Dateline: Gainesville, Florida
Florida has always been a big part of my life having vacationed here with my family when I was young. I spent my undergraduate college years at Florida Southern College, in Lakeland, if for no other reason than I was quickly growing tired of those cold and dreary Midwestern winters. It was in Florida where I met and married my wife of 43 years, a native Florida gal. I still have family and friends here. My father is buried here.
Many of us, including my younger self, think of Florida as a place of sun and fun, a place to escape to when life elsewhere in America has grown old and tiresome. Yet for some of the natives, Florida can become just as old and tiresome . . . just a place to be. My wife has felt this way having grown up here although nostalgia and thoughts of family and friends still here have tempered this a bit over the years. "Florida is a transient state in which too many rootless people dare nothing for the past nor this state’s future," writes Floridian novelist Randy Wayne White in Ten Thousand Island (2000). "Florida is a vacation destination or a retirement place, as temporary as time spent in a bus station . . . Like a bus station, Florida attracts con men and predators. It always has, Florida always will."
I am quite certain this is true. When you get right down to it, Florida is really no different from any other state. There will always be those who sing its praises while others disparage it every chance they get. Florida is certainly not the state I expected to find the first time I visited here in December 1962. There was a lot more to the place than the beaches and palm trees I had seen in photographs and on postcards.

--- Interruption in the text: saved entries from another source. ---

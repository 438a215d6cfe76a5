#![allow(clippy::module_inception)]

use unicode_width::UnicodeWidthStr;

use crate::lexer::tokens::{Token, TokenRecord};

pub mod errors;
pub mod lexer;
pub mod macros;

extern crate regex;

/// A point in the source: byte offset plus 1-based line and column.
#[derive(Debug, Clone, Copy, PartialEq, Eq, Hash)]
pub struct Position {
    pub offset: usize,
    pub line: u32,
    pub column: u32,
}

impl Position {
    pub fn start() -> Self {
        Position {
            offset: 0,
            line: 1,
            column: 1,
        }
    }
}

impl Default for Position {
    fn default() -> Self {
        Position::start()
    }
}

#[derive(Debug, Clone, Copy, PartialEq, Eq)]
pub struct Span {
    pub start: Position,
    pub end: Position,
}

/// Text of the 1-based `line` of `source`, without its line terminator.
pub fn get_line(source: &str, line: u32) -> Option<&str> {
    let index = (line as usize).checked_sub(1)?;
    source.lines().nth(index)
}

fn escape_lexeme(lexeme: &str) -> String {
    let mut escaped = String::with_capacity(lexeme.len());
    for ch in lexeme.chars() {
        match ch {
            '\n' => escaped.push_str("\\n"),
            '\r' => escaped.push_str("\\r"),
            '\t' => escaped.push_str("\\t"),
            _ => escaped.push(ch),
        }
    }
    escaped
}

/// Renders tokens as rows of `ID | TYPE | LEXEME | LINE | COLUMN`.
pub fn render_table(tokens: &[Token]) -> String {
    let rows: Vec<[String; 5]> = tokens
        .iter()
        .enumerate()
        .map(|(index, token)| {
            [
                (index + 1).to_string(),
                token.kind.to_string(),
                escape_lexeme(&token.lexeme),
                token.line().to_string(),
                token.column().to_string(),
            ]
        })
        .collect();

    let header = ["ID", "TYPE", "LEXEME", "LINE", "COLUMN"];
    let mut widths = header.map(|title| title.width());
    for row in &rows {
        for (width, cell) in widths.iter_mut().zip(row) {
            *width = (*width).max(cell.width());
        }
    }

    let mut result = String::new();
    let mut push_row = |cells: [&str; 5]| {
        let line = cells
            .iter()
            .zip(widths)
            .map(|(cell, width)| format!("{}{}", cell, " ".repeat(width - cell.width())))
            .collect::<Vec<String>>()
            .join(" | ");
        result.push_str(line.trim_end());
        result.push('\n');
    };

    push_row(header);
    let rule = widths.map(|width| "-".repeat(width));
    push_row([&rule[0], &rule[1], &rule[2], &rule[3], &rule[4]]);
    for row in &rows {
        push_row([&row[0], &row[1], &row[2], &row[3], &row[4]]);
    }

    result
}

/// Renders tokens as a JSON array of `{id, kind, lexeme, line, column}`.
pub fn render_json(tokens: &[Token]) -> serde_json::Result<String> {
    let records: Vec<TokenRecord> = tokens
        .iter()
        .enumerate()
        .map(|(index, token)| TokenRecord::new(index + 1, token))
        .collect();
    serde_json::to_string_pretty(&records)
}

/// Points at an `UNKNOWN` token in its source line.
///
/// ```text
/// Error: unrecognised input `@`
/// -> main.src
///   |
/// 1 | a @ b
///   | --^
/// ```
pub fn render_unknown(source: &str, file: &str, token: &Token) -> String {
    let line_text = get_line(source, token.line()).unwrap_or("").replace('\t', " ");
    let line_string = token.line().to_string();
    let padding = line_string.len() + 2;
    let arrows = token.column() as usize;

    let mut result = String::new();
    result.push_str(&format!(
        "Error: unrecognised input `{}`\n",
        escape_lexeme(&token.lexeme)
    ));
    result.push_str(&format!("-> {}\n", file));
    result.push_str(&format!("{:>padding$}\n", "|"));
    result.push_str(&format!("{} | {}\n", line_string, line_text.trim_end()));
    result.push_str(&format!("{:>padding$} {:->arrows$}\n", "|", "^"));

    result
}
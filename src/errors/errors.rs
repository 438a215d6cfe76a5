use std::fmt::Display;

use thiserror::Error;

#[derive(Error, Debug, Clone)]
#[error("{internal_error}")]
pub struct Error {
    internal_error: ErrorImpl,
    rule: Option<usize>,
}

impl Error {
    pub fn new(error_impl: ErrorImpl, rule: Option<usize>) -> Self {
        Error {
            internal_error: error_impl,
            rule,
        }
    }

    /// Index of the offending rule in table order, when the fault belongs to one.
    pub fn get_rule(&self) -> Option<usize> {
        self.rule
    }

    pub fn get_error_name(&self) -> &str {
        match &self.internal_error {
            ErrorImpl::InvalidPattern { .. } => "InvalidPattern",
            ErrorImpl::EmptyMatch { .. } => "EmptyMatch",
            ErrorImpl::InvalidConfig { .. } => "InvalidConfig",
        }
    }

    pub fn get_tip(&self) -> ErrorTip {
        match &self.internal_error {
            ErrorImpl::InvalidPattern { .. } => ErrorTip::None,
            ErrorImpl::EmptyMatch { pattern } => ErrorTip::Suggestion(format!(
                "Pattern `{}` accepts the empty string, make it consume at least one character",
                pattern
            )),
            ErrorImpl::InvalidConfig { .. } => ErrorTip::Suggestion(String::from(
                "Each rule needs a `pattern` and a `kind` such as \"OPERATOR\"",
            )),
        }
    }
}

pub enum ErrorTip {
    None,
    Suggestion(String),
}

impl Display for ErrorTip {
    fn fmt(&self, f: &mut std::fmt::Formatter<'_>) -> std::fmt::Result {
        match self {
            ErrorTip::None => write!(f, ""),
            ErrorTip::Suggestion(suggestion) => write!(f, "{}", suggestion),
        }
    }
}

#[derive(Error, Debug, Clone, PartialEq, Eq)]
pub enum ErrorImpl {
    #[error("invalid pattern {pattern:?}: {message}")]
    InvalidPattern { pattern: String, message: String },
    #[error("pattern {pattern:?} matches the empty string")]
    EmptyMatch { pattern: String },
    #[error("invalid rule table: {message}")]
    InvalidConfig { message: String },
}
//! Error types for rule table setup.
//!
//! Malformed source text is never an error: the scanner reports it as
//! `UNKNOWN` tokens. The only failures are configuration faults found
//! while building a rule table:
//!
//! - Patterns that are not valid regular expressions
//! - Patterns that accept the empty string
//! - Rule table files that cannot be parsed

pub mod errors;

I have always enjoyed the beaches, but I am strongly drawn to the less visited hinterlands, especially the inland scrub of central North Florida. Ocala north to the Georgia border, along with the Panhandle, resembles southern Georgia more than it does peninsular Central and South Florida. To quote an old adage: "In Florida, the farther north you go, the farther south you are." And this is truer than one might think for North Florida still retains its strong Southern roots.
For over five decades I have been a regular visitor to Florida - mainly to the Gulf Coast where my family vacationed when I was young and where my parents retired in 1984. There were my three years of college in Lakeland (a year was also spent in Germany), and now there is my in-law’s home in Gainesville, the county seat of Alachua County in central North Florida about an hour and a half southwest of Jacksonville and two hours north of both Orlando and Tampa. For several years now Gainesville has been ranked high on the list of the best places to live in the USA. Driving across town one is struck by the large variety of trees; despite development the city has been careful to preserve its urban forest. I have always felt very much at home here. It feels like home away from home.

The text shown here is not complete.